Hometown: Bollingbrook, IL
high school: Romeoville
college: Yale University
MAJOR: Political Science
The first word Lindsay Lally Cothrine remembers reading and comprehending by herself was “go” — and that she did. She was two years old, and fifteen years later, she has yet to stop.
An active participant in life, Lindsay is always on the move both in and out of school. Chartering her school’s first Key Club and presiding as president for two years was an enormous task, made more challenging by her strenuous schedule. She has been at the top of her class for four years, participated in the National Honor Society for two years, and has been an active representative and parliamentarian in Student Government since her junior year. In her spare time she enjoys dancing, fashion design and volunteering in the community. Lindsay participates in an array of sports, including softball, basketball, volleyball and track. In her first year of track she advanced from her division to sectionals, where she competed in the discus. Even with such a hectic agenda, Lindsay still enjoyed the position of costume designer for her school plays and was an editor of her school newspaper and literary magazine. On weekends, you can find her teaching Sunday school.

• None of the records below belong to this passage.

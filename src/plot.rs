//! Phase-space density versus atom number log-log plot

use crate::{fit::logspace, report::CampaignReport};
use plotters::{coord::Shift, prelude::*};
use std::path::Path;

#[derive(Debug, thiserror::Error)]
pub enum PlotError {
    #[error("failed to draw the figure: {0}")]
    Drawing(String),
}
type Result<T> = std::result::Result<T, PlotError>;

fn drawing<E: std::fmt::Display>(e: E) -> PlotError {
    PlotError::Drawing(e.to_string())
}

/// Atom number axis range
pub const N_RANGE: (f64, f64) = (1e4, 1e10);
/// PSD axis range
pub const PSD_RANGE: (f64, f64) = (1e-8, 1e2);
/// Legend corner
pub const LEGEND_POSITION: SeriesLabelPosition = SeriesLabelPosition::LowerLeft;

/// PSD versus N figure builder
pub struct PsdPlot<'a> {
    reports: &'a [CampaignReport],
    size: (u32, u32),
    fit_lines: bool,
}
impl<'a> PsdPlot<'a> {
    pub fn new(reports: &'a [CampaignReport]) -> Self {
        Self {
            reports,
            size: (1000, 850),
            fit_lines: false,
        }
    }
    /// Sets the figure size in pixels
    pub fn size(self, width: u32, height: u32) -> Self {
        Self {
            size: (width, height),
            ..self
        }
    }
    /// Overlays the fitted power laws for N in [10⁴,10⁹]
    pub fn fit_lines(self, fit_lines: bool) -> Self {
        Self { fit_lines, ..self }
    }
    /// Renders the figure to a PNG file if `path` ends with `.png`, to a SVG file otherwise
    pub fn save<P: AsRef<Path>>(&self, path: P) -> Result<()> {
        let path = path.as_ref();
        let is_png = path
            .extension()
            .map_or(false, |ext| ext.eq_ignore_ascii_case("png"));
        if is_png {
            self.draw(BitMapBackend::new(path, self.size).into_drawing_area())?;
        } else {
            self.draw(SVGBackend::new(path, self.size).into_drawing_area())?;
        }
        log::info!("PSD plot saved to {:?}", path);
        Ok(())
    }
    fn draw<DB: DrawingBackend>(&self, plot: DrawingArea<DB, Shift>) -> Result<()> {
        plot.fill(&WHITE).map_err(drawing)?;
        let mut chart = ChartBuilder::on(&plot)
            .set_label_area_size(LabelAreaPosition::Left, 80)
            .set_label_area_size(LabelAreaPosition::Bottom, 60)
            .margin(20)
            .build_cartesian_2d(
                (N_RANGE.0..N_RANGE.1).log_scale(),
                (PSD_RANGE.0..PSD_RANGE.1).log_scale(),
            )
            .map_err(drawing)?;
        chart
            .configure_mesh()
            .x_desc("Atom Number")
            .y_desc("PSD")
            .axis_desc_style(("sans-serif", 20))
            .label_style(("sans-serif", 16))
            .x_label_formatter(&|x| format!("{:.0e}", x))
            .y_label_formatter(&|y| format!("{:.0e}", y))
            .draw()
            .map_err(drawing)?;

        let n_fit = logspace(4., 9., 50);
        for report in self.reports {
            let color = report.campaign.color();
            let rgb = RGBColor(color.r, color.g, color.b);
            chart
                .draw_series(
                    report
                        .n
                        .iter()
                        .zip(&report.psd)
                        .map(|(&x, &y)| Circle::new((x, y), 4, rgb.filled())),
                )
                .map_err(drawing)?
                .label(report.campaign.label())
                .legend(move |(x, y)| Circle::new((x + 10, y), 4, rgb.filled()));
            if self.fit_lines {
                chart
                    .draw_series(LineSeries::new(
                        n_fit.iter().map(|&n| (n, report.fit.eval(n))),
                        &rgb,
                    ))
                    .map_err(drawing)?;
            }
        }
        chart
            .configure_series_labels()
            .border_style(&BLACK)
            .background_style(&WHITE.mix(0.8))
            .position(LEGEND_POSITION)
            .draw()
            .map_err(drawing)?;
        plot.present().map_err(drawing)?;
        Ok(())
    }
}

#[cfg(test)]
mod tests {
    use super::*;
    use crate::{dataset::Campaign, trap::QuadrupoleTrap};

    #[test]
    fn figure_layout() -> std::result::Result<(), Box<dyn std::error::Error>> {
        assert_eq!(N_RANGE, (1e4, 1e10));
        assert_eq!(PSD_RANGE, (1e-8, 1e2));
        assert!(matches!(LEGEND_POSITION, SeriesLabelPosition::LowerLeft));

        let reports = CampaignReport::all(&QuadrupoleTrap::default())?;
        let plot = PsdPlot::new(&reports);
        assert_eq!(plot.reports.len(), 6);
        assert_eq!(plot.size, (1000, 850));
        assert!(!plot.fit_lines);
        let mut labels: Vec<_> = plot.reports.iter().map(|r| r.campaign.label()).collect();
        labels.sort_unstable();
        labels.dedup();
        assert_eq!(labels.len(), 6);
        assert!(labels.iter().all(|label| !label.is_empty()));
        assert!(plot
            .reports
            .iter()
            .flat_map(|r| &r.n)
            .all(|&n| n >= N_RANGE.0 && n <= N_RANGE.1));

        let plot = plot.size(640, 480).fit_lines(true);
        assert_eq!(plot.size, (640, 480));
        assert!(plot.fit_lines);
        Ok(())
    }

    #[test]
    #[ignore = "text rendering needs system fonts"]
    fn svg_figure() -> std::result::Result<(), Box<dyn std::error::Error>> {
        let trap = QuadrupoleTrap::default();
        let reports = vec![
            CampaignReport::new(&trap, &Campaign::Sept19Plug.dataset()?)?,
            CampaignReport::new(&trap, &Campaign::Mit.dataset()?)?,
        ];
        let path = std::env::temp_dir().join("psd-evaporation_test.svg");
        PsdPlot::new(&reports).fit_lines(true).save(&path)?;
        let svg = std::fs::read_to_string(&path)?;
        assert!(svg.starts_with("<svg"));
        std::fs::remove_file(path)?;
        Ok(())
    }
}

Accomplishments aside, it was the summer of 2004 when she entered a civic leadership program in Chicago that Lindsay’s eyes were truly opened. Although she had spent many hours volunteering at homeless shelters, she had not witnessed the cycle of poverty at such a close proximity.
Through the program, Lindsay was thrown from suburbia into some of Chicago’s most infamous ghettos, with little more than hope and a determination to make a positive impact on the communities. Within that short month she learned the importance of human integrity, struggle and the strength required to overcome opposition. She learned how hours lobbying for a cause could encourage others to open their minds, hearts and pocketbooks. She learned how to jump double-dutch from a group of 7-year-olds.
She learned how the less fortunate lived. She returned to her high school a few weeks later with a small book she had written, a book on how to become a compassionate activist. More than simply aiding others, compassionate activists take it upon themselves to put the “human” back into humanity.
Lindsay attributes her ambition to her family, who through their love, support and constant encouragement has spurred her to achieve to the best of her ability. As a child, she was raised with the belief that there is only one race–human. She was taught early on that every person deserves respect, regardless of race, gender, religion or social position. She also was aware that for the fundamental rights of life, liberty and the pursuit of happiness to be available to the masses, they must be given a voice. Lindsay’s ambition is to give a voice to those who have been silenced, stifled by the roar of society. In the words of journalist Arthur Vandenburg, “It is less important to redistribute wealth than it is to redistribute opportunity.”
Lindsay’s voice will act to spread the opportunity.